### [Brief]
Show, from the records below, all lines that contain the word "reason".

### [The data]
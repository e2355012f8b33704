//! Git repository detection

use std::path::Path;

use git2::Repository;

/// Check whether `path` is itself the root of a git repository
///
/// Unlike discovery this does not search parent directories, so a plain
/// directory inside the target tree is reported as not a repository.
pub fn is_git_repo(path: impl AsRef<Path>) -> bool {
    Repository::open(path.as_ref()).is_ok()
}
//! Cloning a single repository through the git executable

use std::fmt;
use std::path::{Path, PathBuf};
use std::sync::Arc;
use std::time::Duration;

use tracing::{debug, warn};

use crate::config::CloneConfig;
use crate::process::{LaunchError, LaunchSpec, ProcessRunner};
use crate::RepositoryDescriptor;

use super::repo::is_git_repo;

/// Guidance appended to SSH permission failures
pub const SSH_AUTH_HINT: &str =
    "Make sure ssh-agent is running and your key is loaded (try: ssh-add ~/.ssh/id_ed25519)";

/// Why a clone did not produce a repository
#[derive(Debug, Clone, PartialEq, Eq)]
pub enum CloneFailure {
    /// The git executable could not be found
    ClientMissing {
        /// Program that was requested
        program: String,
    },
    /// git ran past the clone timeout and was killed
    Timeout(Duration),
    /// git exited unsuccessfully
    Exit {
        /// Exit code, `None` when killed by a signal
        code: Option<i32>,
        /// Trimmed standard error of git
        stderr: String,
        /// Whether the failure looks like SSH key authentication
        ssh_auth: bool,
    },
    /// The repository name cannot be used as a directory name
    InvalidName(String),
    /// Spawning or waiting on git failed for another reason
    Launch(String),
}

impl fmt::Display for CloneFailure {
    fn fmt(&self, f: &mut fmt::Formatter<'_>) -> fmt::Result {
        match self {
            CloneFailure::ClientMissing { program } => {
                write!(f, "client not installed: '{}' is not in PATH", program)
            }
            CloneFailure::Timeout(after) => write!(f, "timeout after {}s", after.as_secs()),
            CloneFailure::Exit {
                stderr,
                ssh_auth: true,
                ..
            } => write!(f, "SSH authentication failed. {}: {}", SSH_AUTH_HINT, stderr),
            CloneFailure::Exit { code, stderr, .. } => match code {
                Some(code) => write!(f, "git exited with status {}: {}", code, stderr),
                None => write!(f, "git was terminated: {}", stderr),
            },
            CloneFailure::InvalidName(name) => write!(f, "invalid repository name '{}'", name),
            CloneFailure::Launch(msg) => write!(f, "failed to run git: {}", msg),
        }
    }
}

/// Result of attempting to clone one repository
#[derive(Debug, Clone, PartialEq, Eq)]
pub enum CloneOutcome {
    /// git clone completed
    Cloned,
    /// The destination already existed; git was not run
    AlreadyExists,
    /// The clone failed
    Failed(CloneFailure),
}

impl CloneOutcome {
    /// Cloned and already-present both count as success
    pub fn is_success(&self) -> bool {
        !matches!(self, CloneOutcome::Failed(_))
    }
}

/// Clones repositories by launching `git clone`
#[derive(Clone)]
pub struct Cloner {
    runner: Arc<dyn ProcessRunner>,
    git_path: String,
    timeout: Duration,
    ssh_command: String,
}

impl std::fmt::Debug for Cloner {
    fn fmt(&self, f: &mut std::fmt::Formatter<'_>) -> std::fmt::Result {
        f.debug_struct("Cloner")
            .field("git_path", &self.git_path)
            .field("timeout", &self.timeout)
            .field("ssh_command", &self.ssh_command)
            .finish_non_exhaustive()
    }
}

impl Cloner {
    /// Create a cloner using the given runner and clone settings
    pub fn new(runner: Arc<dyn ProcessRunner>, config: &CloneConfig) -> Self {
        Self {
            runner,
            git_path: config.git_path.clone(),
            timeout: config.timeout,
            ssh_command: config.ssh_command.clone(),
        }
    }

    /// Destination directory for `repo` under `target_dir`
    pub fn destination(target_dir: &Path, repo: &RepositoryDescriptor) -> PathBuf {
        target_dir.join(&repo.name)
    }

    /// Build the launch spec for cloning `repo` into `dest`
    pub fn launch_spec(&self, repo: &RepositoryDescriptor, dest: &Path, use_ssh: bool) -> LaunchSpec {
        let mut spec = LaunchSpec::new(&self.git_path, self.timeout)
            .arg("clone")
            .arg(repo.clone_url_for(use_ssh))
            .arg(dest.as_os_str());

        if use_ssh {
            // No host-key or passphrase prompts; a prompt would hang until the timeout
            spec = spec.env("GIT_SSH_COMMAND", &self.ssh_command);
        }

        spec
    }

    /// Clone `repo` into `target_dir/<name>` unless that path already exists
    pub async fn clone_one(
        &self,
        repo: &RepositoryDescriptor,
        target_dir: &Path,
        use_ssh: bool,
    ) -> CloneOutcome {
        if !is_valid_dir_name(&repo.name) {
            return CloneOutcome::Failed(CloneFailure::InvalidName(repo.name.clone()));
        }

        let dest = Self::destination(target_dir, repo);

        if dest.exists() {
            if !is_git_repo(&dest) {
                warn!(path = %dest.display(), "Destination exists but is not a git repository");
            }
            debug!(repo = %repo.name, "Destination exists, skipping clone");
            return CloneOutcome::AlreadyExists;
        }

        let spec = self.launch_spec(repo, &dest, use_ssh);
        debug!(repo = %repo.name, url = %repo.clone_url_for(use_ssh), "Cloning");

        match self.runner.run(&spec).await {
            Ok(output) if output.success() => CloneOutcome::Cloned,
            Ok(output) => {
                let stderr = output.stderr.trim().to_string();
                let ssh_auth = use_ssh && stderr.contains("Permission denied");
                CloneOutcome::Failed(CloneFailure::Exit {
                    code: output.code,
                    stderr,
                    ssh_auth,
                })
            }
            Err(LaunchError::NotFound { program }) => {
                CloneOutcome::Failed(CloneFailure::ClientMissing { program })
            }
            Err(LaunchError::TimedOut(after)) => CloneOutcome::Failed(CloneFailure::Timeout(after)),
            Err(LaunchError::Io(e)) => CloneOutcome::Failed(CloneFailure::Launch(e.to_string())),
        }
    }
}

/// Repository names become a single path component
fn is_valid_dir_name(name: &str) -> bool {
    !name.is_empty()
        && name != "."
        && name != ".."
        && !name.contains(['/', '\\'])
}

#[cfg(test)]
mod tests {
    use super::*;
    use crate::process::ProcessOutput;
    use async_trait::async_trait;
    use std::sync::Mutex;
    use tempfile::TempDir;

    /// Records every launch and answers with a canned result
    struct FakeRunner {
        launches: Mutex<Vec<LaunchSpec>>,
        respond: fn() -> Result<ProcessOutput, LaunchError>,
    }

    impl FakeRunner {
        fn new(respond: fn() -> Result<ProcessOutput, LaunchError>) -> Arc<Self> {
            Arc::new(Self {
                launches: Mutex::new(Vec::new()),
                respond,
            })
        }

        fn launches(&self) -> Vec<LaunchSpec> {
            self.launches.lock().unwrap().clone()
        }
    }

    #[async_trait]
    impl ProcessRunner for FakeRunner {
        async fn run(&self, spec: &LaunchSpec) -> Result<ProcessOutput, LaunchError> {
            self.launches.lock().unwrap().push(spec.clone());
            (self.respond)()
        }
    }

    fn exit_ok() -> Result<ProcessOutput, LaunchError> {
        Ok(ProcessOutput {
            code: Some(0),
            ..Default::default()
        })
    }

    fn permission_denied() -> Result<ProcessOutput, LaunchError> {
        Ok(ProcessOutput {
            code: Some(128),
            stdout: String::new(),
            stderr: "git@github.com: Permission denied (publickey).\n".to_string(),
        })
    }

    fn repo1() -> RepositoryDescriptor {
        RepositoryDescriptor::new(
            "repo1",
            "https://github.com/org/repo1.git",
            "git@github.com:org/repo1.git",
        )
    }

    fn cloner(runner: Arc<FakeRunner>) -> Cloner {
        Cloner::new(runner, &CloneConfig::default())
    }

    #[tokio::test]
    async fn test_clone_success() {
        let dir = TempDir::new().unwrap();
        let runner = FakeRunner::new(exit_ok);

        let outcome = cloner(runner.clone()).clone_one(&repo1(), dir.path(), false).await;

        assert_eq!(outcome, CloneOutcome::Cloned);
        let launches = runner.launches();
        assert_eq!(launches.len(), 1);
        assert_eq!(launches[0].program, "git");
        assert_eq!(launches[0].args[0], "clone");
        assert_eq!(launches[0].args[1], "https://github.com/org/repo1.git");
        assert_eq!(launches[0].args[2], dir.path().join("repo1").as_os_str());
        assert_eq!(launches[0].timeout, Duration::from_secs(300));
        assert!(launches[0].env.is_empty());
    }

    #[tokio::test]
    async fn test_existing_destination_skips_git() {
        let dir = TempDir::new().unwrap();
        std::fs::create_dir(dir.path().join("repo1")).unwrap();
        let runner = FakeRunner::new(exit_ok);

        let outcome = cloner(runner.clone()).clone_one(&repo1(), dir.path(), false).await;

        assert_eq!(outcome, CloneOutcome::AlreadyExists);
        assert!(outcome.is_success());
        assert!(runner.launches().is_empty());
    }

    #[tokio::test]
    async fn test_ssh_sets_batch_mode_and_ssh_url() {
        let dir = TempDir::new().unwrap();
        let runner = FakeRunner::new(exit_ok);

        cloner(runner.clone()).clone_one(&repo1(), dir.path(), true).await;

        let launches = runner.launches();
        assert_eq!(launches[0].args[1], "git@github.com:org/repo1.git");
        let ssh_command = launches[0].env.get("GIT_SSH_COMMAND").unwrap();
        assert!(ssh_command.contains("StrictHostKeyChecking=no"));
        assert!(ssh_command.contains("BatchMode=yes"));
    }

    #[tokio::test]
    async fn test_permission_denied_over_ssh_adds_hint() {
        let dir = TempDir::new().unwrap();
        let runner = FakeRunner::new(permission_denied);

        let outcome = cloner(runner).clone_one(&repo1(), dir.path(), true).await;

        let CloneOutcome::Failed(failure) = outcome else {
            panic!("expected failure");
        };
        assert!(matches!(failure, CloneFailure::Exit { ssh_auth: true, .. }));
        let reason = failure.to_string();
        assert!(reason.contains("ssh-add"));
        assert!(reason.contains("Permission denied"));
    }

    #[tokio::test]
    async fn test_permission_denied_over_https_has_no_hint() {
        let dir = TempDir::new().unwrap();
        let runner = FakeRunner::new(permission_denied);

        let outcome = cloner(runner).clone_one(&repo1(), dir.path(), false).await;

        let CloneOutcome::Failed(failure) = outcome else {
            panic!("expected failure");
        };
        assert!(matches!(failure, CloneFailure::Exit { ssh_auth: false, code: Some(128), .. }));
        assert!(!failure.to_string().contains("ssh-add"));
    }

    #[tokio::test]
    async fn test_missing_git_is_client_missing() {
        let dir = TempDir::new().unwrap();
        let runner = FakeRunner::new(|| {
            Err(LaunchError::NotFound {
                program: "git".to_string(),
            })
        });

        let outcome = cloner(runner).clone_one(&repo1(), dir.path(), false).await;

        assert_eq!(
            outcome,
            CloneOutcome::Failed(CloneFailure::ClientMissing {
                program: "git".to_string()
            })
        );
        assert!(!outcome.is_success());
    }

    #[tokio::test]
    async fn test_timeout() {
        let dir = TempDir::new().unwrap();
        let runner = FakeRunner::new(|| Err(LaunchError::TimedOut(Duration::from_secs(300))));

        let outcome = cloner(runner).clone_one(&repo1(), dir.path(), false).await;

        let CloneOutcome::Failed(failure) = outcome else {
            panic!("expected failure");
        };
        assert_eq!(failure, CloneFailure::Timeout(Duration::from_secs(300)));
        assert!(failure.to_string().contains("timeout"));
    }

    #[tokio::test]
    async fn test_path_traversal_name_rejected() {
        let dir = TempDir::new().unwrap();
        let runner = FakeRunner::new(exit_ok);
        let repo = RepositoryDescriptor::new("../escape", "https://x/e.git", "git@x:e.git");

        let outcome = cloner(runner.clone()).clone_one(&repo, dir.path(), false).await;

        assert!(matches!(outcome, CloneOutcome::Failed(CloneFailure::InvalidName(_))));
        assert!(runner.launches().is_empty());
    }
}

### [Completed exercise]
    /// Spawning or waiting on git failed for another reason
        let reason = failure.to_string();
        assert!(reason.contains("ssh-add"));
        assert!(reason.contains("Permission denied"));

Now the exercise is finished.